What you are asked to do: Top to bottom, output the entries that follow exactly.

(Stored data entries)

⁂

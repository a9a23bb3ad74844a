// src/lib.rs

pub mod animation;
pub mod config;
pub mod errors;
pub mod models;
pub mod render;
pub mod views;
pub mod visibility;

#[cfg(test)]
pub(crate) mod testing;
// src/config/config_types.rs
//
// Config types for the app

use serde::Deserialize;

#[derive(Debug, Deserialize)]
pub struct PathConfig {
    pub stats_file: String,
}

#[derive(Debug, Deserialize)]
pub struct WindowConfig {
    pub width: u32,
    pub height: u32,
}

/************************* Animation Configs ********************/
#[derive(Debug, Deserialize, Clone, Copy, PartialEq)]
pub struct AnimationConfig {
    pub duration_ms: f64, // Length of the count-up
    pub threshold: f32,   // Visible fraction of a card that starts it (0.0-1.0)
}

impl Default for AnimationConfig {
    fn default() -> Self {
        Self {
            duration_ms: 2000.0,
            threshold: 0.4,
        }
    }
}

/************************* Layout Configs ***********************/
#[derive(Debug, Deserialize, Clone, Copy, PartialEq)]
pub struct LayoutConfig {
    pub columns: usize,
    pub card_width: f32,
    pub card_height: f32,
    pub gap: f32,
    pub top_offset: f32,     // Empty space above the grid, in content units
    pub bottom_padding: f32, // Empty space below the grid
}

impl Default for LayoutConfig {
    fn default() -> Self {
        Self {
            columns: 4,
            card_width: 270.0,
            card_height: 180.0,
            gap: 24.0,
            top_offset: 0.0,
            bottom_padding: 0.0,
        }
    }
}

#[derive(Debug, Deserialize, Clone)]
pub struct StyleConfig {
    pub background: [f32; 3],
    pub card_color: [f32; 3],
    pub number_color: [f32; 3],
    pub label_color: [f32; 3],
    pub number_font_size: u32,
    pub label_font_size: u32,
}

#[derive(Debug, Deserialize, Clone, Copy)]
pub struct ScrollConfig {
    pub wheel_step: f32, // Pixels per wheel line
    pub key_step: f32,   // Pixels per arrow key press
}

⁂

Response area:
repository a9a23bb3ad74844a
// src/lib.rs

pub mod animation;
pub mod config;
pub mod errors;
pub mod models;
pub mod render;
pub mod views;
pub mod visibility;

#[cfg(test)]
pub(crate) mod testing;
// src/config/config_types.rs
//
// Config types for the app

use serde::Deserialize;

#[derive(Debug, Deserialize)]
pub struct PathConfig {
    pub stats_file: String,
}

#[derive(Debug, Deserialize)]
pub struct WindowConfig {
    pub width: u32,
    pub height: u32,
}

/************************* Animation Configs ********************/
#[derive(Debug, Deserialize, Clone, Copy, PartialEq)]
pub struct AnimationConfig {
    pub duration_ms: f64, // Length of the count-up
    pub threshold: f32,   // Visible fraction of a card that starts it (0.0-1.0)
}

impl Default for AnimationConfig {
    fn default() -> Self {
        Self {
            duration_ms: 2000.0,
            threshold: 0.4,
        }
    }
}

/************************* Layout Configs ***********************/
#[derive(Debug, Deserialize, Clone, Copy, PartialEq)]
pub struct LayoutConfig {
    pub columns: usize,
    pub card_width: f32,
    pub card_height: f32,
    pub gap: f32,
    pub top_offset: f32,     // Empty space above the grid, in content units
    pub bottom_padding: f32, // Empty space below the grid
}

impl Default for LayoutConfig {
    fn default() -> Self {
        Self {
            columns: 4,
            card_width: 270.0,
            card_height: 180.0,
            gap: 24.0,
            top_offset: 0.0,
            bottom_padding: 0.0,
        }
    }
}

#[derive(Debug, Deserialize, Clone)]
pub struct StyleConfig {
    pub background: [f32; 3],
    pub card_color: [f32; 3],
    pub number_color: [f32; 3],
    pub label_color: [f32; 3],
    pub number_font_size: u32,
    pub label_font_size: u32,
}

#[derive(Debug, Deserialize, Clone, Copy)]
pub struct ScrollConfig {
    pub wheel_step: f32, // Pixels per wheel line
    pub key_step: f32,   // Pixels per arrow key press
}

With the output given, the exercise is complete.